[Dataset entries]
//! External command execution with captured output and a bounded timeout.
//!
//! Inline operations run through [`CommandRunner::run`], which waits for the
//! command and captures merged stdout+stderr. Terminal solver runs go
//! through [`CommandRunner::spawn_detached`] instead: the process is handed
//! off with its output redirected to a log file and the orchestrator never
//! waits for it.

use std::fs::File;
use std::io;
use std::path::{Path, PathBuf};
use std::time::Duration;

use thiserror::Error;
use tokio::process::Command;
use tracing::{debug, info};

#[derive(Debug, Error)]
pub enum RunnerError {
  #[error("empty command line")]
  EmptyCommand,

  #[error("failed to spawn '{cmd}': {source}")]
  Spawn {
    cmd: String,
    #[source]
    source: io::Error,
  },

  #[error("command '{cmd}' timed out after {secs}s")]
  Timeout { cmd: String, secs: u64 },

  #[error("failed to open log file {path}: {source}")]
  LogFile {
    path: PathBuf,
    #[source]
    source: io::Error,
  },
}

/// Captured result of one finished command.
#[derive(Debug)]
pub struct CommandOutput {
  /// Merged stdout and stderr.
  pub combined: String,
  pub code: Option<i32>,
  pub success: bool,
}

/// Runs external commands for the lifecycle engine.
#[derive(Debug, Clone)]
pub struct CommandRunner {
  timeout: Duration,
}

impl CommandRunner {
  pub fn new(timeout: Duration) -> Self {
    Self { timeout }
  }

  /// Run an argv command in a case directory, waiting up to the timeout.
  ///
  /// A non-zero exit is not an error here; callers read
  /// [`CommandOutput::success`] and record the outcome in the history
  /// ledger. Only spawn failures and timeouts surface as errors.
  pub async fn run(&self, argv: &[String], cwd: &Path) -> Result<CommandOutput, RunnerError> {
    let Some((program, args)) = argv.split_first() else {
      return Err(RunnerError::EmptyCommand);
    };
    let cmd = argv.join(" ");
    info!(cmd = %cmd, cwd = %cwd.display(), "executing command");

    let mut command = Command::new(program);
    command.args(args).current_dir(cwd);

    let output = tokio::time::timeout(self.timeout, command.output())
      .await
      .map_err(|_| RunnerError::Timeout {
        cmd: cmd.clone(),
        secs: self.timeout.as_secs(),
      })?
      .map_err(|e| RunnerError::Spawn { cmd, source: e })?;

    let mut combined = String::from_utf8_lossy(&output.stdout).to_string();
    combined.push_str(&String::from_utf8_lossy(&output.stderr));

    debug!(code = ?output.status.code(), bytes = combined.len(), "command finished");
    Ok(CommandOutput {
      combined,
      code: output.status.code(),
      success: output.status.success(),
    })
  }

  /// Run a free-form shell command line through the platform shell.
  pub async fn run_shell(&self, cmd: &str, cwd: &Path) -> Result<CommandOutput, RunnerError> {
    self.run(&shell_argv(cmd), cwd).await
  }

  /// Hand a terminal command off for out-of-process execution.
  ///
  /// Stdout and stderr go to the log file; the child is not awaited. The
  /// caller records only that the step started, and a later probe of the
  /// log decides the final state.
  pub fn spawn_detached(&self, argv: &[String], cwd: &Path, log_path: &Path) -> Result<u32, RunnerError> {
    let Some((program, args)) = argv.split_first() else {
      return Err(RunnerError::EmptyCommand);
    };
    let cmd = argv.join(" ");

    let log = File::create(log_path).map_err(|e| RunnerError::LogFile {
      path: log_path.to_path_buf(),
      source: e,
    })?;
    let log_err = log.try_clone().map_err(|e| RunnerError::LogFile {
      path: log_path.to_path_buf(),
      source: e,
    })?;

    let child = std::process::Command::new(program)
      .args(args)
      .current_dir(cwd)
      .stdin(std::process::Stdio::null())
      .stdout(log)
      .stderr(log_err)
      .spawn()
      .map_err(|e| RunnerError::Spawn { cmd: cmd.clone(), source: e })?;

    let pid = child.id();
    info!(cmd = %cmd, pid = pid, log = %log_path.display(), "handed off for out-of-process execution");
    Ok(pid)
  }
}

/// Argv for the platform shell. `/bin/sh` is used directly rather than the
/// user's configured shell so profile files cannot leak state into steps.
pub(crate) fn shell_argv(cmd: &str) -> Vec<String> {
  #[cfg(unix)]
  {
    vec!["/bin/sh".to_string(), "-c".to_string(), cmd.to_string()]
  }

  #[cfg(windows)]
  {
    vec![
      "powershell.exe".to_string(),
      "-NoProfile".to_string(),
      "-Command".to_string(),
      cmd.to_string(),
    ]
  }
}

## Your goal
Give the data again, exactly as it appears above.

## Exercise result
//! External command execution with captured output and a bounded timeout.
//!
//! Inline operations run through [`CommandRunner::run`], which waits for the
//! command and captures merged stdout+stderr. Terminal solver runs go
//! through [`CommandRunner::spawn_detached`] instead: the process is handed
//! off with its output redirected to a log file and the orchestrator never
//! waits for it.

use std::fs::File;
use std::io;
use std::path::{Path, PathBuf};
use std::time::Duration;

use thiserror::Error;
use tokio::process::Command;
use tracing::{debug, info};

#[derive(Debug, Error)]
pub enum RunnerError {
  #[error("empty command line")]
  EmptyCommand,

  #[error("failed to spawn '{cmd}': {source}")]
  Spawn {
    cmd: String,
    #[source]
    source: io::Error,
  },

  #[error("command '{cmd}' timed out after {secs}s")]
  Timeout { cmd: String, secs: u64 },

  #[error("failed to open log file {path}: {source}")]
  LogFile {
    path: PathBuf,
    #[source]
    source: io::Error,
  },
}

/// Captured result of one finished command.
#[derive(Debug)]
pub struct CommandOutput {
  /// Merged stdout and stderr.
  pub combined: String,
  pub code: Option<i32>,
  pub success: bool,
}

/// Runs external commands for the lifecycle engine.
#[derive(Debug, Clone)]
pub struct CommandRunner {
  timeout: Duration,
}

impl CommandRunner {
  pub fn new(timeout: Duration) -> Self {
    Self { timeout }
  }

  /// Run an argv command in a case directory, waiting up to the timeout.
  ///
  /// A non-zero exit is not an error here; callers read
  /// [`CommandOutput::success`] and record the outcome in the history
  /// ledger. Only spawn failures and timeouts surface as errors.
  pub async fn run(&self, argv: &[String], cwd: &Path) -> Result<CommandOutput, RunnerError> {
    let Some((program, args)) = argv.split_first() else {
      return Err(RunnerError::EmptyCommand);
    };
    let cmd = argv.join(" ");
    info!(cmd = %cmd, cwd = %cwd.display(), "executing command");

    let mut command = Command::new(program);
    command.args(args).current_dir(cwd);

    let output = tokio::time::timeout(self.timeout, command.output())
      .await
      .map_err(|_| RunnerError::Timeout {
        cmd: cmd.clone(),
        secs: self.timeout.as_secs(),
      })?
      .map_err(|e| RunnerError::Spawn { cmd, source: e })?;

    let mut combined = String::from_utf8_lossy(&output.stdout).to_string();
    combined.push_str(&String::from_utf8_lossy(&output.stderr));

    debug!(code = ?output.status.code(), bytes = combined.len(), "command finished");
    Ok(CommandOutput {
      combined,
      code: output.status.code(),
      success: output.status.success(),
    })
  }

  /// Run a free-form shell command line through the platform shell.
  pub async fn run_shell(&self, cmd: &str, cwd: &Path) -> Result<CommandOutput, RunnerError> {
    self.run(&shell_argv(cmd), cwd).await
  }

  /// Hand a terminal command off for out-of-process execution.
  ///
  /// Stdout and stderr go to the log file; the child is not awaited. The
  /// caller records only that the step started, and a later probe of the
  /// log decides the final state.
  pub fn spawn_detached(&self, argv: &[String], cwd: &Path, log_path: &Path) -> Result<u32, RunnerError> {
    let Some((program, args)) = argv.split_first() else {
      return Err(RunnerError::EmptyCommand);
    };
    let cmd = argv.join(" ");

    let log = File::create(log_path).map_err(|e| RunnerError::LogFile {
      path: log_path.to_path_buf(),
      source: e,
    })?;
    let log_err = log.try_clone().map_err(|e| RunnerError::LogFile {
      path: log_path.to_path_buf(),
      source: e,
    })?;

    let child = std::process::Command::new(program)
      .args(args)
      .current_dir(cwd)
      .stdin(std::process::Stdio::null())
      .stdout(log)
      .stderr(log_err)
      .spawn()
      .map_err(|e| RunnerError::Spawn { cmd: cmd.clone(), source: e })?;

    let pid = child.id();
    info!(cmd = %cmd, pid = pid, log = %log_path.display(), "handed off for out-of-process execution");
    Ok(pid)
  }
}

/// Argv for the platform shell. `/bin/sh` is used directly rather than the
/// user's configured shell so profile files cannot leak state into steps.
pub(crate) fn shell_argv(cmd: &str) -> Vec<String> {
  #[cfg(unix)]
  {
    vec!["/bin/sh".to_string(), "-c".to_string(), cmd.to_string()]
  }

  #[cfg(windows)]
  {
    vec![
      "powershell.exe".to_string(),
      "-NoProfile".to_string(),
      "-Command".to_string(),
      cmd.to_string(),
    ]
  }
}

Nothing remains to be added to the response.